With a new steering group, the French EU Presidency wants to monitor the coordinates of asylum and migration policy in Europe. The basis is a new measuring instrument for “migratory pressure”.
EU interior ministers have followed the suggestion of French President Emmanuel Macron and decided to set up a Schengen Council at their recent meeting in Lille. The French EU presidency calls it the “most appropriate forum for essential exchange of views at the political level”, according to a document from the Council published yesterday by the British civil liberties organisation Statewatch. It will be constituted at the upcoming Justice and Home Affairs Council meeting in Brussels on 3 and 4 March.
As a steering group, the Schengen Council is to monitor the situation at the EU’s external borders and dovetail it with measures within the Schengen area. In this way, the member states are to prevent further erosion of the freedom of movement and ensure a reduction of internal border controls. Their temporary reintroduction is permitted under the Schengen Borders Code, but since 2015 some states have made excessive use of them.

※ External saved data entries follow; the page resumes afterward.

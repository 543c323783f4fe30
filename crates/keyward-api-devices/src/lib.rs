//! # keyward-api-devices
//!
//! The management HTTP surface of the Keyward backend.
//!
//! Operators and their tooling use this surface to inspect devices,
//! preauthorize authentication sets, review pending submissions, and
//! accept preauthorized sets. Caller identity comes from the bearer
//! token; its tenant claim selects the caller's partition. Requests
//! without tenant scope operate on the default partition.
//!
//! Routes:
//! - `GET /devices` — list devices (optional status filter + pagination)
//! - `GET /devices/{id}` — fetch a single device
//! - `POST /devices` — preauthorize an authentication set
//! - `PUT /devices/{id}/status` — accept a preauthorized set
//! - `POST /devices/{id}/decision` — admission verdict on a pending set

pub mod auth;
pub mod error;
pub mod handlers;
pub mod models;
pub mod router;
pub mod state;

pub use auth::AuthContext;
pub use error::{DevicesApiError, ErrorResponse};
pub use router::devices_router;
pub use state::DevicesApiState;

Joint committee with Schengen states
The Schengen area currently comprises 22 EU states (non-members are Ireland, Romania, Bulgaria, Croatia and Cyprus), as well as Iceland, Norway, Switzerland and Liechtenstein. The interior ministers of all 26 members meet regularly in the Mixed Committee, in which relevant questions of the so-called Schengen acquis are dealt with and decided upon, including, for example, the restriction of freedom of movement or the upgrading of surveillance and control at the external borders.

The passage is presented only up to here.